To ask the Scottish Executive what the costs and benefits are of pay modernisation contracts for consultants, GPs and NHS staff affected by Agenda for Change.
In relation to the costs of the new contracts it should be noted that costings were produced around the additional finance required for these new initiatives when they were introduced, and are detailed below. Now that these new terms and conditions have been agreed and are in place, the focus has moved to securing available benefits for the service and for patients and, as such, on-going work on additional costs has not been undertaken.
New Consultant Contract: The estimated additional cost to NHSScotland over the two year period 1 April 2003 to 31 March 2005 is £125.6 million.

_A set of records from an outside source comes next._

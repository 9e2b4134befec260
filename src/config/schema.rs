//! Configuration schema for lookaside
//!
//! Configuration is stored at `~/.config/lookaside/config.toml`, with an
//! optional project `.lookaside.toml` layered on top.

use crate::hash::HashAlgorithm;
use crate::transport::{AuthMode, BackoffKind, LowSpeedLimit, RetryPolicy, UrlLayout};
use serde::{Deserialize, Serialize};
use std::time::Duration;

/// Root configuration structure
#[derive(Debug, Clone, Default, Serialize, Deserialize)]
#[serde(default)]
pub struct Config {
    /// General settings
    pub general: GeneralConfig,

    /// Lookaside cache endpoint and transfer policy
    pub cache: CacheConfig,

    /// Workspace file names
    pub workspace: WorkspaceConfig,
}

/// General application settings
#[derive(Debug, Clone, Serialize, Deserialize)]
#[serde(default)]
pub struct GeneralConfig {
    /// Log format: "text" or "json"
    pub log_format: String,
}

impl Default for GeneralConfig {
    fn default() -> Self {
        Self {
            log_format: "text".to_string(),
        }
    }
}

/// Lookaside cache settings
#[derive(Debug, Clone, Serialize, Deserialize)]
#[serde(default)]
pub struct CacheConfig {
    /// Base URL objects are downloaded from
    #[serde(skip_serializing_if = "Option::is_none")]
    pub download_url: Option<String>,

    /// Upload CGI endpoint
    #[serde(skip_serializing_if = "Option::is_none")]
    pub upload_url: Option<String>,

    /// Namespace path in front of the package, e.g. "rpms"
    #[serde(skip_serializing_if = "Option::is_none")]
    pub namespace: Option<String>,

    /// Package name; defaults to the workspace directory name
    #[serde(skip_serializing_if = "Option::is_none")]
    pub package: Option<String>,

    /// Algorithm for newly registered sources
    pub hash: HashAlgorithm,

    /// Download URL layout
    pub layout: UrlLayout,

    /// Upload authentication
    pub auth: AuthMode,

    /// Send "namespace/package" as the upload name
    pub namespaced_uploads: bool,

    /// Seconds without a single byte before a transfer is abandoned
    pub stall_timeout_secs: u64,

    /// Seconds allowed for establishing a connection
    pub connect_timeout_secs: u64,

    /// Minimum average bytes/s (0 = disabled)
    pub low_speed_limit: u64,

    /// Window over which `low_speed_limit` is averaged
    pub low_speed_time_secs: u64,

    /// Attempts per transfer, including the first
    pub retries: u32,

    /// Delay growth between attempts
    pub backoff: BackoffKind,

    pub backoff_base_ms: u64,

    pub backoff_max_ms: u64,

    /// Concurrent downloads
    pub workers: usize,
}

impl Default for CacheConfig {
    fn default() -> Self {
        Self {
            download_url: None,
            upload_url: None,
            namespace: None,
            package: None,
            hash: HashAlgorithm::Sha512,
            layout: UrlLayout::default(),
            auth: AuthMode::default(),
            namespaced_uploads: false,
            stall_timeout_secs: 60,
            connect_timeout_secs: 30,
            low_speed_limit: 1000,
            low_speed_time_secs: 300,
            retries: 3,
            backoff: BackoffKind::default(),
            backoff_base_ms: 500,
            backoff_max_ms: 30_000,
            workers: 4,
        }
    }
}

impl CacheConfig {
    /// Transfer policy described by this section
    pub fn retry_policy(&self) -> RetryPolicy {
        let low_speed = (self.low_speed_limit > 0 && self.low_speed_time_secs > 0).then(|| LowSpeedLimit {
            bytes_per_sec: self.low_speed_limit,
            window: Duration::from_secs(self.low_speed_time_secs),
        });

        RetryPolicy {
            max_attempts: self.retries.max(1),
            backoff: self.backoff,
            base_delay: Duration::from_millis(self.backoff_base_ms),
            max_delay: Duration::from_millis(self.backoff_max_ms),
            connect_timeout: Duration::from_secs(self.connect_timeout_secs),
            stall_timeout: Duration::from_secs(self.stall_timeout_secs),
            low_speed,
        }
    }
}

/// Workspace layout
#[derive(Debug, Clone, Serialize, Deserialize)]
#[serde(default)]
pub struct WorkspaceConfig {
    /// Manifest file name, relative to the workspace root
    pub manifest: String,

    /// Version-control exclusion list, relative to the workspace root
    pub ignore_file: String,
}

impl Default for WorkspaceConfig {
    fn default() -> Self {
        Self {
            manifest: "sources".to_string(),
            ignore_file: ".gitignore".to_string(),
        }
    }
}

#[cfg(test)]
mod tests {
    use super::*;

    #[test]
    fn default_config_serializes() {
        let config = Config::default();
        let toml = toml::to_string_pretty(&config).unwrap();
        assert!(toml.contains("[general]"));
        assert!(toml.contains("[cache]"));
        assert!(toml.contains("hash = \"sha512\""));
        assert!(!toml.contains("download_url"));
    }

    #[test]
    fn config_deserializes_empty() {
        let config: Config = toml::from_str("").unwrap();
        assert_eq!(config.workspace.manifest, "sources");
        assert_eq!(config.cache.hash, HashAlgorithm::Sha512);
        assert_eq!(config.cache.layout, UrlLayout::HashtypePath);
    }

    #[test]
    fn config_deserializes_partial() {
        let toml = r#"
            [cache]
            download_url = "https://src.example.org/repo/pkgs"
            namespace = "rpms"
            layout = "hash-path"
            hash = "md5"
            backoff = "linear"
        "#;
        let config: Config = toml::from_str(toml).unwrap();
        assert_eq!(config.cache.download_url.as_deref(), Some("https://src.example.org/repo/pkgs"));
        assert_eq!(config.cache.layout, UrlLayout::HashPath);
        assert_eq!(config.cache.hash, HashAlgorithm::Md5);
        assert_eq!(config.cache.backoff, BackoffKind::Linear);
        assert_eq!(config.cache.retries, 3); // default preserved
    }

    #[test]
    fn retry_policy_from_config() {
        let cache = CacheConfig {
            retries: 5,
            stall_timeout_secs: 10,
            low_speed_limit: 0,
            ..CacheConfig::default()
        };
        let policy = cache.retry_policy();
        assert_eq!(policy.max_attempts, 5);
        assert_eq!(policy.stall_timeout, Duration::from_secs(10));
        assert!(policy.low_speed.is_none());

        let default = CacheConfig::default().retry_policy();
        assert_eq!(default.low_speed.unwrap().window, Duration::from_secs(300));
    }

    #[test]
    fn unknown_layout_rejected() {
        assert!(toml::from_str::<Config>("[cache]\nlayout = \"flat\"").is_err());
    }
}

New GP contract (known as General Medical Services (GMS) contract): The total expenditure on the GMS contract increased from £503.9 million in 2003-04 to £696 million in 2005-06 which was the first year in which the new contract was fully in place.
Agenda for Change: The estimated additional costs are £145 million in 2004-05, £215 million in 2005-06, £161 million in 2006-07 and £113 million in 2007-08.
All of these additional costs are considered to be affordable within the overall funding provided to boards during this period and all boards have managed to contain their expenditure within the funding allocated to them in this period.
As regards benefits, HDL(2005)28 set out the requirements for NHS boards to develop Pay Modernisation Benefits Realisation planning to demonstrate how they are using the new NHS contractual arrangements to deliver improvements in services for patients and to meet national targets and support local service redesign.
By modernising terms and conditions all three strands ensure that the NHS is well equipped to recruit and retain the staff it needs, not just in terms of fair remuneration but also through policies that allow staff to maintain the appropriate work life balance.
Changes in pay, terms and conditions do not in themselves effect improvements in patient care. The new contracts do however contain a series of provisions which can act as catalysts, as drivers for change, giving boards levers and tools that they can use to effect service re-design and improvement.
The Scottish Government will continue to work with the service to ensure that boards take full advantage of the opportunities which these new terms and conditions packages present to develop benefits for patients.